= 2021 ADAC Formula 4 Championship =

Motorsport racing season

The 2021 ADAC Formula 4 Championship was the seventh season of the ADAC Formula 4, an open-wheel motor racing series. It was a multi-event motor racing championship that featured drivers competing in 1.4 litre Tatuus-Abarth single seat race cars that conformed to the technical regulations for the championship.

== Teams and drivers ==

| Team | No. | Driver | Class | Rounds |
| DEU BWR Motorsports | 3 | ITA Alfio Spina | R | 6 |
| 4 | GBR Taylor Barnard |  | 1–3, 6 |
| 11 | DEU Valentino Catalano |  | 1–2 |
| FRA R-ace GP | 5 | HUN Levente Révész | R G | 2, 5 |
| 17 | FRA Sami Meguetounif |  | All |
| 26 | FRA Victor Bernier |  | All |
| 47 | SGP Nikhil Bohra | R | 6 |
| 52 | FRA Marcus Amand | R | All |
| ITA Prema Powerteam | 6 | COL Sebastián Montoya |  | 1–2 |
| 7 | RUS Kirill Smal |  | 1–2 |
| 20 | DNK Conrad Laursen |  | 1–2 |
| 88 | ARE Hamda Al Qubaisi |  | 1–2 |
| DEU US Racing | 8 | GBR Luke Browning |  | All |
| 22 | IRL Alex Dunne | R | 3, 5–6 |
| 69 | RUS Vladislav Lomko |  | All |
| 77 | DEU Tim Tramnitz |  | All |
| NLD Van Amersfoort Racing | 13 | CHE Joshua Dufek |  | 1–3, 5–6 |
| 15 | RUS Nikita Bedrin | R | All |
| 18 | CHN Cenyu Han |  | 1–2 |
| 34 | AUS Marcos Flack | R | 6 |
| 46 | NLD Robert de Haan | R | 6 |
| 86 | HUN Bence Válint |  | 1–3 |
| 87 | GBR Oliver Bearman |  | All |
| CHE Sauter Engineering + Design | 21 | CHE Michael Sauter | R | All |
| CHE Jenzer Motorsport | 65 | CHE Samir Ben | R G | 1 |
| 66 | MEX Jorge Garcíarce | G | 1–2 |
| 67 | ITA Francesco Braschi | G | 1–2 |
| 68 | MEX Santiago Ramos | G | 1 |
| ITA Iron Lynx | 72 | ITA Leonardo Fornaroli | G | 1–2 |
| 73 | ITA Pietro Armanni | R G | 1 |
| 83 | BEL Maya Weug | R G | 1–2 |

| Icon | Legend |
|---|---|
| R | Rookie |
| G | Guest drivers ineligible to score points |

== Race calendar and results ==

The provisional calendar was released on 8 November 2020. Initially, all rounds were to support the 2021 ADAC GT Masters.
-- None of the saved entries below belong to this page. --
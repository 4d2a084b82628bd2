//! Infrastructure layer for external integrations.
//!
//! This layer implements interfaces defined by the domain layer.
//!
//! # Modules
//!
//! - [`memory`] - Lock-protected in-process stores
//! - [`persistence`] - PostgreSQL repository implementations

pub mod memory;
pub mod persistence;
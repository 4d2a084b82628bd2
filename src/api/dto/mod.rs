//! Data Transfer Objects for API requests and responses.
//!
//! All DTOs use Serde for JSON serialization/deserialization. Item input is
//! validated by [`crate::domain::validation`]; auth input uses `validator`.

pub mod auth;
pub mod health;
pub mod item;
pub mod pagination;
pub mod response;
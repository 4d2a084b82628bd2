//! HTTP middleware for request processing.
//!
//! Provides authentication, CORS, and observability middleware.

pub mod auth;
pub mod cors;
pub mod tracing;
//! Item entity, the sole managed resource.

use chrono::{DateTime, Utc};

/// A priced, named, optionally described record.
///
/// `id` and `created_at` are assigned by the store and never change.
/// `updated_at` stays `None` until the first successful update.
#[derive(Debug, Clone, PartialEq)]
pub struct Item {
    pub id: i64,
    pub name: String,
    pub description: Option<String>,
    pub price: f64,
    pub is_active: bool,
    pub created_at: DateTime<Utc>,
    pub updated_at: Option<DateTime<Utc>>,
}

/// Logical lifecycle state of an item.
#[derive(Debug, Clone, Copy, PartialEq, Eq)]
pub enum ItemState {
    Active,
    Inactive,
}

impl Item {
    /// Builds a freshly created item: active, never updated.
    pub fn new(id: i64, new_item: NewItem, created_at: DateTime<Utc>) -> Self {
        Self {
            id,
            name: new_item.name,
            description: new_item.description,
            price: new_item.price,
            is_active: true,
            created_at,
            updated_at: None,
        }
    }

    pub fn state(&self) -> ItemState {
        if self.is_active {
            ItemState::Active
        } else {
            ItemState::Inactive
        }
    }

    /// Applies a validated patch and stamps `updated_at`.
    pub fn apply(&mut self, patch: ItemPatch, now: DateTime<Utc>) {
        if let Some(name) = patch.name {
            self.name = name;
        }
        if let Some(description) = patch.description {
            self.description = description;
        }
        if let Some(price) = patch.price {
            self.price = price;
        }
        if let Some(is_active) = patch.is_active {
            self.is_active = is_active;
        }
        self.updated_at = Some(now);
    }
}

/// Validated input for creating an item.
///
/// Produced by [`crate::domain::validation::validate_new_item`]; the name is
/// already trimmed and the price rounded.
#[derive(Debug, Clone, PartialEq)]
pub struct NewItem {
    pub name: String,
    pub description: Option<String>,
    pub price: f64,
}

/// Validated partial update for an existing item.
///
/// `None` fields are left unchanged. `description: Some(None)` clears it.
#[derive(Debug, Clone, Default, PartialEq)]
pub struct ItemPatch {
    pub name: Option<String>,
    pub description: Option<Option<String>>,
    pub price: Option<f64>,
    pub is_active: Option<bool>,
}

impl ItemPatch {
    /// Returns true if the patch changes no field.
    pub fn is_empty(&self) -> bool {
        self.name.is_none()
            && self.description.is_none()
            && self.price.is_none()
            && self.is_active.is_none()
    }
}

#[cfg(test)]
mod tests {
    use super::*;

    fn widget() -> Item {
        Item::new(
            1,
            NewItem {
                name: "Widget".to_string(),
                description: Some("A widget".to_string()),
                price: 9.5,
            },
            Utc::now(),
        )
    }

    #[test]
    fn test_new_item_is_active_and_not_updated() {
        let item = widget();

        assert_eq!(item.id, 1);
        assert!(item.is_active);
        assert_eq!(item.state(), ItemState::Active);
        assert!(item.updated_at.is_none());
    }

    #[test]
    fn test_apply_partial_patch() {
        let mut item = widget();
        let now = Utc::now();

        item.apply(
            ItemPatch {
                price: Some(5.0),
                ..Default::default()
            },
            now,
        );

        assert_eq!(item.price, 5.0);
        assert_eq!(item.name, "Widget");
        assert_eq!(item.description.as_deref(), Some("A widget"));
        assert_eq!(item.updated_at, Some(now));
    }

    #[test]
    fn test_apply_toggles_state_and_clears_description() {
        let mut item = widget();

        item.apply(
            ItemPatch {
                description: Some(None),
                is_active: Some(false),
                ..Default::default()
            },
            Utc::now(),
        );

        assert_eq!(item.state(), ItemState::Inactive);
        assert!(item.description.is_none());
    }

    #[test]
    fn test_patch_is_empty() {
        assert!(ItemPatch::default().is_empty());
        assert!(
            !ItemPatch {
                is_active: Some(true),
                ..Default::default()
            }
            .is_empty()
        );
    }
}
The updated version was published on 6 December 2020. Other tweaks in the calendar in order to avoid clashes with the Italian counterpart, including moving forward the opening round to 24–25 April, were announced on 3 March 2021. Additionally, the first of two rounds in Hockenheim will be held separately from ADAC GT Masters. Due to the pandemic, the round at Motorsport Arena Oschersleben was postponed to 25–27 June and removed from the calendar eventually. The round at Nürburgring planned in early August was postponed after massive flooding in Germany. The new date was set to 5–7 November, making its the series finale.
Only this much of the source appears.